Your assignment = In which lines of the data does the string "Parser" appear? Copy every one.

Stored items:

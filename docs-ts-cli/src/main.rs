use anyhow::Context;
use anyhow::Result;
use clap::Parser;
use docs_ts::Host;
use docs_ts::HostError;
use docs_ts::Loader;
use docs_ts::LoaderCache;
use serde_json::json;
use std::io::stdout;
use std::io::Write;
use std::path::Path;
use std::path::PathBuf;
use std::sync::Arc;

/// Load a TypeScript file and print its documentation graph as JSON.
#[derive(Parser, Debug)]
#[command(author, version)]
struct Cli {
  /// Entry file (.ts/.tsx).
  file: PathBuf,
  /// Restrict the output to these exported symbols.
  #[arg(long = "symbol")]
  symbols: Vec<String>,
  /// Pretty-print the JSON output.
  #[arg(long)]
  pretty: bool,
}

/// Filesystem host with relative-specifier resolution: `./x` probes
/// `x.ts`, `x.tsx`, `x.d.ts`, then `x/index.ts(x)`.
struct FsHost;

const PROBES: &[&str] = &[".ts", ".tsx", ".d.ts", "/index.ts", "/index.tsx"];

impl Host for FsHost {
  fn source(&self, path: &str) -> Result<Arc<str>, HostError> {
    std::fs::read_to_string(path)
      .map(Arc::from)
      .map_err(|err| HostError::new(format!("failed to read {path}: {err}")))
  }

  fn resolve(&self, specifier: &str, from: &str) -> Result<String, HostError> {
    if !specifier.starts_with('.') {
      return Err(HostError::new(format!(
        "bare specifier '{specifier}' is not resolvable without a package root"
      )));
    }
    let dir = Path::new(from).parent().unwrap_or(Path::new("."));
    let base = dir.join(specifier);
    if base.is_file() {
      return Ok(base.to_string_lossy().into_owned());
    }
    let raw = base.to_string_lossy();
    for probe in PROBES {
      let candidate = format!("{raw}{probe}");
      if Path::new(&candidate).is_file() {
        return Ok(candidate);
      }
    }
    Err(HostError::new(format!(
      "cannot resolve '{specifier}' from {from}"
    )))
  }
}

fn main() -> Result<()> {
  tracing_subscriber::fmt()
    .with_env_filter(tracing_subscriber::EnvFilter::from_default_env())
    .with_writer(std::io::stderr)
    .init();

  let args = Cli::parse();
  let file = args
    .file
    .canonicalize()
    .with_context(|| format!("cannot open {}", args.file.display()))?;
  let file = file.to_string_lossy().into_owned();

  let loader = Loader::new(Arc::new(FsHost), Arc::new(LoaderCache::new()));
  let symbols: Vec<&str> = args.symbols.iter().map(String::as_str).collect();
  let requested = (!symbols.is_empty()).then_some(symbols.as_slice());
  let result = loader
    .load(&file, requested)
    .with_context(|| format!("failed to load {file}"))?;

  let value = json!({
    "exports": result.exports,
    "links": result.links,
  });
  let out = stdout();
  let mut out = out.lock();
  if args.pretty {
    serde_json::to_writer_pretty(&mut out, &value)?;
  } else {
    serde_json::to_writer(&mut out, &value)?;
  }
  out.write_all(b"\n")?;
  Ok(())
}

Written response =
use clap::Parser;
#[derive(Parser, Debug)]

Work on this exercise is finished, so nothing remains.